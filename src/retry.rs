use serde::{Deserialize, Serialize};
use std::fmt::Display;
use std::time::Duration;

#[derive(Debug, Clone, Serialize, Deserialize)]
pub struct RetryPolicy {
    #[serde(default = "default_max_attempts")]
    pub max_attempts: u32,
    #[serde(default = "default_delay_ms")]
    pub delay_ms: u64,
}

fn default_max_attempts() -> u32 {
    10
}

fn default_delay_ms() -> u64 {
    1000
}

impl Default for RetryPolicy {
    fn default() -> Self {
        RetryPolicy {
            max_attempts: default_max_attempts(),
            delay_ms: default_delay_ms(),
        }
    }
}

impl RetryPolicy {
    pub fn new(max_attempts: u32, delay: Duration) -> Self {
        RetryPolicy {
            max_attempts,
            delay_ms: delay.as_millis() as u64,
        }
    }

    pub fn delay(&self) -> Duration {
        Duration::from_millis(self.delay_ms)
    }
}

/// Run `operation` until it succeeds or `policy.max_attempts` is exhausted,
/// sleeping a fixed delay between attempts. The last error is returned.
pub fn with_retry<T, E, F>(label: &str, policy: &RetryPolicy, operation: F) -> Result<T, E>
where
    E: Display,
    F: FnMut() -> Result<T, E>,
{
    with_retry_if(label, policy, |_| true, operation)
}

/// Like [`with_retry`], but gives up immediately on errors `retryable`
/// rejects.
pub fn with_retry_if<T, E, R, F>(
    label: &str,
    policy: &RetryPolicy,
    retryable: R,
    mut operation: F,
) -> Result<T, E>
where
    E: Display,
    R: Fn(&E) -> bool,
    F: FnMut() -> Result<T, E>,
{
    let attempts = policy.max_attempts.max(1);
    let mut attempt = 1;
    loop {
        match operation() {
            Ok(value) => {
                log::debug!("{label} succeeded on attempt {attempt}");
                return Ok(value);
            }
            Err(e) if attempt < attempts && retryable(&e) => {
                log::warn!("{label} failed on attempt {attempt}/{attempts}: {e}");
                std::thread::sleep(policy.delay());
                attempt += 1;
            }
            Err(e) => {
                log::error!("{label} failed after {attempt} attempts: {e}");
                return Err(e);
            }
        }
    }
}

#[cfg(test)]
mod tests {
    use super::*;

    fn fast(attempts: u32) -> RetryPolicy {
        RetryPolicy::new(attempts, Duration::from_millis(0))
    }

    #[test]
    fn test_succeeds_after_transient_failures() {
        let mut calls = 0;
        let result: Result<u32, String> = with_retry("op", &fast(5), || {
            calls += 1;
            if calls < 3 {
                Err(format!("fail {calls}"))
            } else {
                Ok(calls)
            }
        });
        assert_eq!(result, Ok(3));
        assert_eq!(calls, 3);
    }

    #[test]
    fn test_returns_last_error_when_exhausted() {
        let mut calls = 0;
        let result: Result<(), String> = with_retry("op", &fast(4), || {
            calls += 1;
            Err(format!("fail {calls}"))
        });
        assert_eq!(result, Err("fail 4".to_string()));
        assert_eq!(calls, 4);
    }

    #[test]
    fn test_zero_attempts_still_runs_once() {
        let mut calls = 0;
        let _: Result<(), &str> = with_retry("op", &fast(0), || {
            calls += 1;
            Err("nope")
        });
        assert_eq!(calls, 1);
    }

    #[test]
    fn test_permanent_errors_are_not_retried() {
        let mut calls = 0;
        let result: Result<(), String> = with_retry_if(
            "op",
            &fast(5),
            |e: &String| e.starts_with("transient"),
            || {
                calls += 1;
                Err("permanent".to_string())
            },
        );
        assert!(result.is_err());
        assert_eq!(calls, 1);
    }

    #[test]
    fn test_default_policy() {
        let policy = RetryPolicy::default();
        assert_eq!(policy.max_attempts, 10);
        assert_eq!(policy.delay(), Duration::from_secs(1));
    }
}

▶ _What you have to do_
All lines in the material are to be returned exactly.

▶ _Exercise answer_
filename src/retry.rs
use serde::{Deserialize, Serialize};
use std::fmt::Display;
use std::time::Duration;

#[derive(Debug, Clone, Serialize, Deserialize)]
pub struct RetryPolicy {
    #[serde(default = "default_max_attempts")]
    pub max_attempts: u32,
    #[serde(default = "default_delay_ms")]
    pub delay_ms: u64,
}

fn default_max_attempts() -> u32 {
    10
}

fn default_delay_ms() -> u64 {
    1000
}

impl Default for RetryPolicy {
    fn default() -> Self {
        RetryPolicy {
            max_attempts: default_max_attempts(),
            delay_ms: default_delay_ms(),
        }
    }
}

impl RetryPolicy {
    pub fn new(max_attempts: u32, delay: Duration) -> Self {
        RetryPolicy {
            max_attempts,
            delay_ms: delay.as_millis() as u64,
        }
    }

    pub fn delay(&self) -> Duration {
        Duration::from_millis(self.delay_ms)
    }
}

/// Run `operation` until it succeeds or `policy.max_attempts` is exhausted,
/// sleeping a fixed delay between attempts. The last error is returned.
pub fn with_retry<T, E, F>(label: &str, policy: &RetryPolicy, operation: F) -> Result<T, E>
where
    E: Display,
    F: FnMut() -> Result<T, E>,
{
    with_retry_if(label, policy, |_| true, operation)
}

/// Like [`with_retry`], but gives up immediately on errors `retryable`
/// rejects.
pub fn with_retry_if<T, E, R, F>(
    label: &str,
    policy: &RetryPolicy,
    retryable: R,
    mut operation: F,
) -> Result<T, E>
where
    E: Display,
    R: Fn(&E) -> bool,
    F: FnMut() -> Result<T, E>,
{
    let attempts = policy.max_attempts.max(1);
    let mut attempt = 1;
    loop {
        match operation() {
            Ok(value) => {
                log::debug!("{label} succeeded on attempt {attempt}");
                return Ok(value);
            }
            Err(e) if attempt < attempts && retryable(&e) => {
                log::warn!("{label} failed on attempt {attempt}/{attempts}: {e}");
                std::thread::sleep(policy.delay());
                attempt += 1;
            }
            Err(e) => {
                log::error!("{label} failed after {attempt} attempts: {e}");
                return Err(e);
            }
        }
    }
}

#[cfg(test)]
mod tests {
    use super::*;

    fn fast(attempts: u32) -> RetryPolicy {
        RetryPolicy::new(attempts, Duration::from_millis(0))
    }

    #[test]
    fn test_succeeds_after_transient_failures() {
        let mut calls = 0;
        let result: Result<u32, String> = with_retry("op", &fast(5), || {
            calls += 1;
            if calls < 3 {
                Err(format!("fail {calls}"))
            } else {
                Ok(calls)
            }
        });
        assert_eq!(result, Ok(3));
        assert_eq!(calls, 3);
    }

    #[test]
    fn test_returns_last_error_when_exhausted() {
        let mut calls = 0;
        let result: Result<(), String> = with_retry("op", &fast(4), || {
            calls += 1;
            Err(format!("fail {calls}"))
        });
        assert_eq!(result, Err("fail 4".to_string()));
        assert_eq!(calls, 4);
    }

    #[test]
    fn test_zero_attempts_still_runs_once() {
        let mut calls = 0;
        let _: Result<(), &str> = with_retry("op", &fast(0), || {
            calls += 1;
            Err("nope")
        });
        assert_eq!(calls, 1);
    }

    #[test]
    fn test_permanent_errors_are_not_retried() {
        let mut calls = 0;
        let result: Result<(), String> = with_retry_if(
            "op",
            &fast(5),
            |e: &String| e.starts_with("transient"),
            || {
                calls += 1;
                Err("permanent".to_string())
            },
        );
        assert!(result.is_err());
        assert_eq!(calls, 1);
    }

    #[test]
    fn test_default_policy() {
        let policy = RetryPolicy::default();
        assert_eq!(policy.max_attempts, 10);
        assert_eq!(policy.delay(), Duration::from_secs(1));
    }
}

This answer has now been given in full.